When the girl returns, the grandmother will ask her, “How was school?”

“It was good,” she’ll answer. “But the boys behaved badly.”

“You must discipline them. Haven’t the others given you a caning stick?”

And then there will be a look of confusion. “I don’t understand.”

Dhamika’s English is good and she will translate for the girl. The boarder will nod her head. “Yes. But I’d rather not use it.” Dhamika will then take the girl into the kitchen with her to shave coconut and boil rice. Their muffled words will travel toward the old woman, distant and unfamiliar. And slowly, the evening will come, its darkness bringing comfort, an end to the day.

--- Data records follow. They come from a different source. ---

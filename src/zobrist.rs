//! Zobrist hashing for chess positions.
//!
//! Every piece/square pair, castling-rights mask, en passant file and the side to move has a
//! random 64-bit key; a position's hash is the XOR of the keys for every fact currently true.
//! The key stream is seeded so hashes are identical across runs.

use rand::prelude::*;

use crate::board::{CastlingRights, Color, Piece, Square};

const ZOBRIST_SEED: u64 = 1_234_567_890;

pub(crate) struct ZobristKeys {
    // piece_keys[piece][color][square]
    pub(crate) piece_keys: [[[u64; 64]; 2]; 6],
    pub(crate) black_to_move_key: u64,
    // one key per 4-bit castling mask
    pub(crate) castling_keys: [u64; 16],
    // en_passant_keys[file]
    pub(crate) en_passant_keys: [u64; 8],
}

impl ZobristKeys {
    fn new() -> Self {
        let mut rng = StdRng::seed_from_u64(ZOBRIST_SEED);
        let mut piece_keys = [[[0; 64]; 2]; 6];
        let mut castling_keys = [0; 16];
        let mut en_passant_keys = [0; 8];

        for piece in &mut piece_keys {
            for color in piece.iter_mut() {
                for key in color.iter_mut() {
                    *key = rng.gen();
                }
            }
        }

        let black_to_move_key = rng.gen();

        // The empty mask hashes to zero so a position without rights carries no castling term.
        for key in castling_keys.iter_mut().skip(1) {
            *key = rng.gen();
        }

        for key in &mut en_passant_keys {
            *key = rng.gen();
        }

        ZobristKeys {
            piece_keys,
            black_to_move_key,
            castling_keys,
            en_passant_keys,
        }
    }

    #[inline]
    pub(crate) fn piece(&self, color: Color, piece: Piece, sq: Square) -> u64 {
        self.piece_keys[piece.index()][color.index()][sq.as_usize()]
    }

    #[inline]
    pub(crate) fn castling(&self, rights: CastlingRights) -> u64 {
        self.castling_keys[rights.as_u8() as usize]
    }

    #[inline]
    pub(crate) fn en_passant(&self, sq: Square) -> u64 {
        self.en_passant_keys[sq.file() as usize]
    }
}

pub(crate) static ZOBRIST: std::sync::LazyLock<ZobristKeys> =
    std::sync::LazyLock::new(ZobristKeys::new);

/// Build the key set now instead of on first hash.
pub fn init() {
    let _ = &*ZOBRIST;
}
use crate::board::Board;

use super::super::constants::{MATE_SCORE, MATE_THRESHOLD, SCORE_BOUND};
use super::super::{SearchInfo, SearchResult};
use super::SearchContext;

impl SearchContext<'_> {
    /// Iterative deepening with aspiration windows.
    ///
    /// Only fully completed iterations are trusted; an iteration cut off by the deadline
    /// is discarded. When none completes, the first move in search order is played.
    pub fn iterative_deepening(&mut self, board: &Board, max_depth: u32) -> SearchResult {
        let moves = board.generate_moves();
        let mut result = SearchResult {
            best_move: None,
            score: 0,
            depth: 0,
            nodes: 0,
            pv: Vec::new(),
        };

        if moves.is_empty() {
            result.score = if board.is_in_check() { -MATE_SCORE } else { 0 };
            return result;
        }
        if moves.len() == 1 {
            let mv = moves[0];
            result.best_move = Some(mv);
            result.pv = vec![mv];
            result.score = board.evaluate();
            return result;
        }

        result.best_move = self
            .order_moves(board, &moves, 0, true)
            .iter()
            .next()
            .map(|scored| scored.mv);

        let in_check = board.is_in_check();
        let mut score = 0;

        for depth in 1..=max_depth {
            let Some(iteration_score) = self.aspiration_search(board, depth, score, in_check) else {
                break;
            };
            score = iteration_score;

            let pv = self.state.tables.pv.line(0).to_vec();
            if let Some(&mv) = pv.first() {
                result.best_move = Some(mv);
            }
            result.score = score;
            result.depth = depth;
            result.pv.clone_from(&pv);
            self.root_pv = pv;

            let info = SearchInfo {
                depth,
                score,
                nodes: self.nodes,
                time_ms: self.start_time.elapsed().as_millis() as u64,
                pv: result.pv.clone(),
            };
            log::info!("{info}");
            if let Some(callback) = &self.info_callback {
                callback(&info);
            }

            // A mate proven within the searched horizon cannot be improved on.
            if score.abs() >= MATE_THRESHOLD && (MATE_SCORE - score.abs()) as u32 <= depth {
                break;
            }
        }

        result.nodes = self.nodes;
        result
    }

    /// Search the root at `depth` inside a window around `previous`, widening the failing
    /// side until the score lands strictly inside. The first iteration uses the full window.
    fn aspiration_search(&mut self, board: &Board, depth: u32, previous: i32, in_check: bool) -> Option<i32> {
        let window = self.params.aspiration_window;
        let (mut low_margin, mut high_margin) = (window, window);
        let (mut alpha, mut beta) = if depth == 1 {
            (-SCORE_BOUND, SCORE_BOUND)
        } else {
            (
                (previous - window).max(-SCORE_BOUND),
                (previous + window).min(SCORE_BOUND),
            )
        };

        loop {
            let score = self.negamax(board, depth as i32, alpha, beta, 0, 0, in_check, true)?;
            if score <= alpha && alpha > -SCORE_BOUND {
                low_margin = low_margin.saturating_mul(self.params.aspiration_growth);
                alpha = (previous - low_margin).max(-SCORE_BOUND);
                log::debug!("depth {depth}: fail low at {score}, re-search [{alpha}, {beta}]");
            } else if score >= beta && beta < SCORE_BOUND {
                high_margin = high_margin.saturating_mul(self.params.aspiration_growth);
                beta = (previous + high_margin).min(SCORE_BOUND);
                log::debug!("depth {depth}: fail high at {score}, re-search [{alpha}, {beta}]");
            } else {
                return Some(score);
            }
        }
    }
}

At night, as she waits for sleep, the old woman counts the things she once had, but has lost. She gathers her memories around her like her useless bedsheet that never completely wards off the chill. She starts with people, those lost or almost forgotten. Her husband, the shopkeeper, the drinker, the joker. Her daughter, married and moved away, too busy or lazy to visit. Her school staff, some dead, some just old and doing their own counting. Her son, slowly slipping away from her, right in her own home under her blurry gaze. More and more impatient, his large body leaning over his wife’s garden. Then the old woman counts her things, her former possessions. Her house, the Ford, the store, her sight, her right toe, her independence, her cleverness. The old woman counts until she is tired of counting, until the radio floods her ears. And then she is asleep.